Alejandra obtained her Ph.D. in 2012 from the Biomedical Sciences Program at the National University of Mexico (UNAM). Since her Ph.D., she has been focused on developing bioinformatic tools, and strategies to study gene regulatory mechanisms, most of the developed tools are now part of the Regulatory Sequence and Analysis Tools suite (RSAT, http://rsat.eu/). Currently, using computational approaches, her research will incorporate functional genomics data into Genome Wide Association Studies (GWAS), aiming to identify variants that lead to misregulation of gene expression.
Alejandro Reyes, PhD
Alejandro Reyes is a postdoctoral research fellow in Rafael Irizarry’s laboratory at Dana-Farber Cancer Institute and Harvard T.H. Chan School of Public Health. He is interested in (1) understanding how transcript isoforms contribute to cellular phenotypes and disease conditions and (2) integrating multi-omic data to unravel molecular cancer phenotypes.
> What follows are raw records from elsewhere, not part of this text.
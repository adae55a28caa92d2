//models.rs
use std::fmt;
use std::str::FromStr;

use chrono::{DateTime, Utc, Weekday};
use serde::Serialize;

use crate::error::ValidationError;

/// Opaque workout identifier. Plan entries hold these as weak references.
#[derive(Debug, Clone, PartialEq, Eq, Hash, PartialOrd, Ord, Serialize)]
#[serde(transparent)]
pub struct WorkoutId(String);

impl WorkoutId {
    /// Builds an id from a per-store sequence number and a creation timestamp.
    pub fn generate(seq: u64, created_at: DateTime<Utc>) -> Self {
        let nanos = created_at
            .timestamp_nanos_opt()
            .unwrap_or_else(|| created_at.timestamp_micros());
        Self(format!("{:x}{:x}", seq, nanos))
    }

    pub fn as_str(&self) -> &str {
        &self.0
    }

    pub fn is_empty(&self) -> bool {
        self.0.is_empty()
    }
}

impl fmt::Display for WorkoutId {
    fn fmt(&self, f: &mut fmt::Formatter<'_>) -> fmt::Result {
        write!(f, "{}", self.0)
    }
}

impl From<&str> for WorkoutId {
    fn from(id: &str) -> Self {
        Self(id.to_string())
    }
}

impl From<String> for WorkoutId {
    fn from(id: String) -> Self {
        Self(id)
    }
}

#[derive(Debug, Clone, Copy, PartialEq, Eq, Hash, Default, Serialize)]
pub enum WorkoutType {
    #[default]
    Strength,
    Cardio,
    Mobility,
    Sport,
    Recovery,
}

impl WorkoutType {
    pub const ALL: [WorkoutType; 5] = [
        WorkoutType::Strength,
        WorkoutType::Cardio,
        WorkoutType::Mobility,
        WorkoutType::Sport,
        WorkoutType::Recovery,
    ];

    pub fn as_str(&self) -> &'static str {
        match self {
            WorkoutType::Strength => "Strength",
            WorkoutType::Cardio => "Cardio",
            WorkoutType::Mobility => "Mobility",
            WorkoutType::Sport => "Sport",
            WorkoutType::Recovery => "Recovery",
        }
    }
}

impl fmt::Display for WorkoutType {
    fn fmt(&self, f: &mut fmt::Formatter<'_>) -> fmt::Result {
        f.write_str(self.as_str())
    }
}

impl FromStr for WorkoutType {
    type Err = String;

    fn from_str(s: &str) -> Result<Self, Self::Err> {
        WorkoutType::ALL
            .into_iter()
            .find(|kind| kind.as_str() == s.trim())
            .ok_or_else(|| format!("unknown workout type: {s}"))
    }
}

/// The seven canonical plan days, in week order (Monday first).
#[derive(Debug, Clone, Copy, PartialEq, Eq, Hash, PartialOrd, Ord, Serialize)]
pub enum Day {
    Monday,
    Tuesday,
    Wednesday,
    Thursday,
    Friday,
    Saturday,
    Sunday,
}

impl Day {
    pub const ALL: [Day; 7] = [
        Day::Monday,
        Day::Tuesday,
        Day::Wednesday,
        Day::Thursday,
        Day::Friday,
        Day::Saturday,
        Day::Sunday,
    ];

    pub fn as_str(&self) -> &'static str {
        match self {
            Day::Monday => "Monday",
            Day::Tuesday => "Tuesday",
            Day::Wednesday => "Wednesday",
            Day::Thursday => "Thursday",
            Day::Friday => "Friday",
            Day::Saturday => "Saturday",
            Day::Sunday => "Sunday",
        }
    }

    pub fn index(&self) -> usize {
        *self as usize
    }
}

impl fmt::Display for Day {
    fn fmt(&self, f: &mut fmt::Formatter<'_>) -> fmt::Result {
        f.write_str(self.as_str())
    }
}

impl FromStr for Day {
    type Err = String;

    fn from_str(s: &str) -> Result<Self, Self::Err> {
        Day::ALL
            .into_iter()
            .find(|day| day.as_str() == s)
            .ok_or_else(|| format!("unknown day: {s}"))
    }
}

impl From<Weekday> for Day {
    fn from(weekday: Weekday) -> Self {
        match weekday {
            Weekday::Mon => Day::Monday,
            Weekday::Tue => Day::Tuesday,
            Weekday::Wed => Day::Wednesday,
            Weekday::Thu => Day::Thursday,
            Weekday::Fri => Day::Friday,
            Weekday::Sat => Day::Saturday,
            Weekday::Sun => Day::Sunday,
        }
    }
}

#[derive(Clone, Debug, PartialEq, Serialize)]
#[serde(rename_all = "camelCase")]
pub struct Workout {
    pub id: WorkoutId,
    pub name: String,
    #[serde(rename = "type")]
    pub kind: WorkoutType,
    pub duration_minutes: Option<u32>,
    pub sets: Option<u32>,
    pub reps: Option<u32>,
    pub notes: String,
    pub created_at: DateTime<Utc>,
}

impl Workout {
    /// One-line summary such as `Strength • 45 min • 4x8 • notes`.
    pub fn meta_summary(&self) -> String {
        let mut parts = vec![self.kind.as_str().to_string()];
        if let Some(minutes) = self.duration_minutes.filter(|m| *m > 0) {
            parts.push(format!("{minutes} min"));
        }
        if let (Some(sets), Some(reps)) = (self.sets, self.reps) {
            if sets > 0 && reps > 0 {
                parts.push(format!("{sets}x{reps}"));
            }
        }
        if !self.notes.is_empty() {
            parts.push("notes".to_string());
        }
        parts.join(" • ")
    }
}

/// Raw create-workout form fields, as typed by the user.
#[derive(Clone, Debug, Default, PartialEq)]
pub struct WorkoutInput {
    pub name: String,
    pub kind: WorkoutType,
    pub duration_minutes: String,
    pub sets: String,
    pub reps: String,
    pub notes: String,
}

/// Empty text means "not specified", never zero.
pub fn parse_count(field: &'static str, raw: &str) -> Result<Option<u32>, ValidationError> {
    let trimmed = raw.trim();
    if trimmed.is_empty() {
        return Ok(None);
    }
    trimmed
        .parse::<u32>()
        .map(Some)
        .map_err(|_| ValidationError::InvalidNumber {
            field,
            value: raw.to_string(),
        })
}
In order to ensure reproducibility of results, he implements analyses in documented workflows, software packages and graphic interphases. He contributes to the Bioconductor project.
Leonardo Collado-Torres, PhD
Leonardo is a data scientist working with Andrew Jaffe at the Lieber Institute for Brain Development. He uses R packages daily and contributes to the Bioconductor project. Leonardo is interested in high-throughput genomics assays such as RNA-seq, developments in R and helping others get started in their R journey. He has been learning & teaching about R since 2008 and is a co-founder of the LIBD rstats club.